The use of genome editing technologies opens wide opportunities for the targeted mutagenesis in important agricultural crops. In the context of global warming, sorghum, an important drought- and heat-tolerant crop is of particular importance. However, compared to other cereals, sorghum grain has a lower nutritional value, due to the resistance of its storage proteins (kafirins) to proteolytic digestion. A decrease in the synthesis of kafirins as a result of mutations or the expression of the RNAi genetic constructs modifies the ultrastructure of protein bodies and improves their digestibility by proteases. To obtain mutants with improved protein digestibility, we created four binary vectors for site-directed mutagenesis of the k1C5 and gKAF1 genes encoding α- and γ-kafirin, respectively. Each of these vectors contained the cas9 endonuclease gene and a guide RNA targeted the nucleotide sequences encoding the kafirin signal polypeptides. By means of agrobacterial transformation, the created vectors were introduced into the genome of the grain sorghum cv. Avans. 14 transgenic plants were regenerated. Sequencing of 5 regenerants obtained using a vector for the k1C5 mutagenesis revealed 3 plants with mutations.

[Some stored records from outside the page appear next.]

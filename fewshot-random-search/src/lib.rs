#![deny(missing_docs)]
//! Random search over demonstration sets.
//!
//! [`RandomSearch`] tries a fixed budget of candidate programs, each a copy
//! of the student with demonstrations chosen a different way, scores every
//! candidate on a validation set, and keeps the best one:
//!
//! | Seed | Strategy | Demonstrations |
//! |------|----------|----------------|
//! | -3 | [`CandidateStrategy::ZeroShot`] | none |
//! | -2 | [`CandidateStrategy::LabeledOnly`] | labeled training examples |
//! | -1 | [`CandidateStrategy::UnshuffledBootstrap`] | bootstrapped, training order |
//! | 0..N | [`CandidateStrategy::RandomizedBootstrap`] | bootstrapped, shuffled, random count |
//!
//! Candidates are processed one at a time, in seed order. Each result is
//! folded into a [`SearchState`]: the [`BestTracker`] keeps the best
//! program so far, and once three candidates are scored the
//! [robustness](robustness) statistic reports how much a top-K ensemble
//! could gain. Both are reported through `tracing` and in the
//! [`SearchOutcome`].

mod config;
mod error;
mod policy;
pub mod robustness;
mod search;
mod state;
mod strategy;
mod tracker;

pub use config::RandomSearchConfig;
pub use error::SearchError;
pub use policy::CandidatePolicy;
pub use robustness::{RobustnessStat, TopK, average_of_max_per_entry, top_k_robustness};
pub use search::{RandomSearch, SearchOutcome, SearchRequest, SkippedCandidate};
pub use state::{CandidateRecord, Observation, SearchState};
pub use strategy::{
    CandidateStrategy, LABELED_ONLY_SEED, UNSHUFFLED_BOOTSTRAP_SEED, ZERO_SHOT_SEED, sample_size,
    seeds, shuffled,
};
pub use tracker::BestTracker;
//! Terminal sinks.

use crate::error::NodeError;
use crate::graph::Context;
use crate::heartbeat::HeartbeatPredicate;
use crate::metadata::{BASE_METADATA, NodeMetrics, OperatorDescriptor};
use crate::metrics;
use crate::node::{HeartbeatCapable, HeartbeatOrigin, InputId, Node, NodeId, Sink};
use crate::time::{Payload, TemporalObject, Timestamp};
use parking_lot::Mutex;
use std::collections::BTreeMap;
use tracing::{debug, info};

static COLLECT: OperatorDescriptor = OperatorDescriptor::new("collect-sink", BASE_METADATA);
static LOGGING: OperatorDescriptor = OperatorDescriptor::new("logging-sink", BASE_METADATA);

/// Lifecycle and per-input done flags shared by the sinks in this module.
#[derive(Debug, Default)]
struct SinkLifecycle {
  inputs: BTreeMap<InputId, bool>,
  opened: bool,
  closed: bool,
  done: bool,
}

impl SinkLifecycle {
  fn ensure_accepting(&self, node: NodeId, input: InputId) -> Result<(), NodeError> {
    if self.closed {
      return Err(NodeError::Closed(node));
    }
    if !self.inputs.contains_key(&input) {
      return Err(NodeError::UnknownInput { node, input });
    }
    Ok(())
  }

  /// Marks `input` done; returns true when this completes the sink.
  fn mark_done(&mut self, node: NodeId, input: InputId) -> Result<bool, NodeError> {
    if self.closed || self.done {
      return Ok(false);
    }
    let flag = self
      .inputs
      .get_mut(&input)
      .ok_or(NodeError::UnknownInput { node, input })?;
    *flag = true;
    self.done = self.inputs.values().all(|done| *done);
    Ok(self.done)
  }
}

struct Collected<P> {
  lifecycle: SinkLifecycle,
  elements: Vec<TemporalObject<P>>,
  heartbeats: Vec<Timestamp>,
}

/// Sink recording everything it receives, for tests and embedding.
pub struct CollectSink<P: Payload> {
  name: String,
  state: Mutex<Collected<P>>,
  metrics: NodeMetrics,
}

impl<P: Payload> CollectSink<P> {
  /// Creates an empty sink.
  pub fn new(name: impl Into<String>) -> Self {
    Self {
      name: name.into(),
      state: Mutex::new(Collected {
        lifecycle: SinkLifecycle::default(),
        elements: Vec::new(),
        heartbeats: Vec::new(),
      }),
      metrics: NodeMetrics::new(),
    }
  }

  /// Elements received so far, in arrival order.
  pub fn elements(&self) -> Vec<TemporalObject<P>> {
    self.state.lock().elements.clone()
  }

  /// Payloads received so far, in arrival order.
  pub fn payloads(&self) -> Vec<P> {
    self
      .state
      .lock()
      .elements
      .iter()
      .map(|element| element.payload().clone())
      .collect()
  }

  /// Heartbeat values received so far.
  pub fn heartbeats(&self) -> Vec<Timestamp> {
    self.state.lock().heartbeats.clone()
  }

  /// Removes and returns the received elements.
  pub fn take(&self) -> Vec<TemporalObject<P>> {
    std::mem::take(&mut self.state.lock().elements)
  }
}

impl<P: Payload> Node<P> for CollectSink<P> {
  fn name(&self) -> &str {
    &self.name
  }

  fn descriptor(&self) -> &'static OperatorDescriptor {
    &COLLECT
  }

  fn metrics(&self) -> &NodeMetrics {
    &self.metrics
  }

  fn open(&self, node: NodeId) -> Result<(), NodeError> {
    let mut state = self.state.lock();
    if state.lifecycle.closed {
      return Err(NodeError::Closed(node));
    }
    state.lifecycle.opened = true;
    Ok(())
  }

  fn close(&self) {
    self.state.lock().lifecycle.closed = true;
  }

  fn is_open(&self) -> bool {
    let state = self.state.lock();
    state.lifecycle.opened && !state.lifecycle.closed
  }

  fn is_closed(&self) -> bool {
    self.state.lock().lifecycle.closed
  }

  fn as_sink(&self) -> Option<&dyn Sink<P>> {
    Some(self)
  }

  fn as_heartbeat(&self) -> Option<&dyn HeartbeatCapable<P>> {
    Some(self)
  }
}

impl<P: Payload> Sink<P> for CollectSink<P> {
  fn process(
    &self,
    ctx: &Context<'_, P>,
    element: TemporalObject<P>,
    input: InputId,
  ) -> Result<(), NodeError> {
    let mut state = self.state.lock();
    state.lifecycle.ensure_accepting(ctx.node_id(), input)?;
    self.metrics.record_in();
    metrics::record_items_in(ctx.graph().name(), ctx.node_id(), 1);
    state.elements.push(element);
    Ok(())
  }

  fn done(&self, ctx: &Context<'_, P>, input: InputId) -> Result<(), NodeError> {
    if self.state.lock().lifecycle.mark_done(ctx.node_id(), input)? {
      debug!(graph = %ctx.graph().name(), node = %ctx.node_id(), name = %self.name, "sink done");
    }
    Ok(())
  }

  fn is_done(&self) -> bool {
    self.state.lock().lifecycle.done
  }

  fn received_done(&self, input: InputId) -> bool {
    self
      .state
      .lock()
      .lifecycle
      .inputs
      .get(&input)
      .copied()
      .unwrap_or(false)
  }

  fn add_input(&self, input: InputId) -> bool {
    let mut state = self.state.lock();
    if state.lifecycle.closed || state.lifecycle.inputs.contains_key(&input) {
      return false;
    }
    state.lifecycle.inputs.insert(input, false);
    true
  }

  fn remove_input(&self, input: InputId) {
    self.state.lock().lifecycle.inputs.remove(&input);
  }
}

impl<P: Payload> HeartbeatCapable<P> for CollectSink<P> {
  fn heartbeat(
    &self,
    ctx: &Context<'_, P>,
    timestamp: Timestamp,
    _origin: HeartbeatOrigin,
  ) -> Result<(), NodeError> {
    let mut state = self.state.lock();
    if state.lifecycle.closed {
      return Err(NodeError::Closed(ctx.node_id()));
    }
    self.metrics.record_heartbeat_in();
    state.heartbeats.push(timestamp);
    Ok(())
  }

  fn set_heartbeats_active(&self, _active: bool) {}

  fn heartbeats_active(&self) -> bool {
    true
  }

  fn set_heartbeat_predicate(&self, _predicate: Box<dyn HeartbeatPredicate>) {}

  fn min_timestamp(&self) -> Option<Timestamp> {
    let state = self.state.lock();
    let latest = state.elements.last().map(TemporalObject::start);
    match (latest, state.heartbeats.iter().max().copied()) {
      (Some(a), Some(b)) => Some(a.max(b)),
      (a, b) => a.or(b),
    }
  }

  fn last_heartbeat(&self) -> Option<Timestamp> {
    self.state.lock().heartbeats.iter().max().copied()
  }
}

/// Sink writing every element to the `tracing` log at info level.
pub struct LoggingSink {
  name: String,
  lifecycle: Mutex<SinkLifecycle>,
  metrics: NodeMetrics,
}

impl LoggingSink {
  /// Creates the sink.
  pub fn new(name: impl Into<String>) -> Self {
    Self {
      name: name.into(),
      lifecycle: Mutex::new(SinkLifecycle::default()),
      metrics: NodeMetrics::new(),
    }
  }
}

impl<P: Payload> Node<P> for LoggingSink {
  fn name(&self) -> &str {
    &self.name
  }

  fn descriptor(&self) -> &'static OperatorDescriptor {
    &LOGGING
  }

  fn metrics(&self) -> &NodeMetrics {
    &self.metrics
  }

  fn open(&self, node: NodeId) -> Result<(), NodeError> {
    let mut lifecycle = self.lifecycle.lock();
    if lifecycle.closed {
      return Err(NodeError::Closed(node));
    }
    lifecycle.opened = true;
    Ok(())
  }

  fn close(&self) {
    self.lifecycle.lock().closed = true;
  }

  fn is_open(&self) -> bool {
    let lifecycle = self.lifecycle.lock();
    lifecycle.opened && !lifecycle.closed
  }

  fn is_closed(&self) -> bool {
    self.lifecycle.lock().closed
  }

  fn as_sink(&self) -> Option<&dyn Sink<P>> {
    Some(self)
  }
}

impl<P: Payload> Sink<P> for LoggingSink {
  fn process(
    &self,
    ctx: &Context<'_, P>,
    element: TemporalObject<P>,
    input: InputId,
  ) -> Result<(), NodeError> {
    self.lifecycle.lock().ensure_accepting(ctx.node_id(), input)?;
    self.metrics.record_in();
    info!(sink = %self.name, input, start = element.start(), end = element.end(), payload = ?element.payload(), "element");
    Ok(())
  }

  fn done(&self, ctx: &Context<'_, P>, input: InputId) -> Result<(), NodeError> {
    if self.lifecycle.lock().mark_done(ctx.node_id(), input)? {
      info!(sink = %self.name, "done");
    }
    Ok(())
  }

  fn is_done(&self) -> bool {
    self.lifecycle.lock().done
  }

  fn received_done(&self, input: InputId) -> bool {
    self.lifecycle.lock().inputs.get(&input).copied().unwrap_or(false)
  }

  fn add_input(&self, input: InputId) -> bool {
    let mut lifecycle = self.lifecycle.lock();
    if lifecycle.closed || lifecycle.inputs.contains_key(&input) {
      return false;
    }
    lifecycle.inputs.insert(input, false);
    true
  }

  fn remove_input(&self, input: InputId) {
    self.lifecycle.lock().inputs.remove(&input);
  }
}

The offspring of these mutants had a higher digestibility of grain proteins in vitro (86–92%) compared to the initial cv. Avans (63–67%). Notably, the T1 plants lacked the cas9 gene and the bar marker gene, which indicates the production of mutants with the edited k1C5 gene sequence, which lack the genetic construct that induced this mutation. Two mutants with mutations in the gKAF1 sequence were obtained. Thus, using the CRISPR/Cas technology, we have obtained mutants with improved digestibility of kafirins, which can be used in practical sorghum breeding.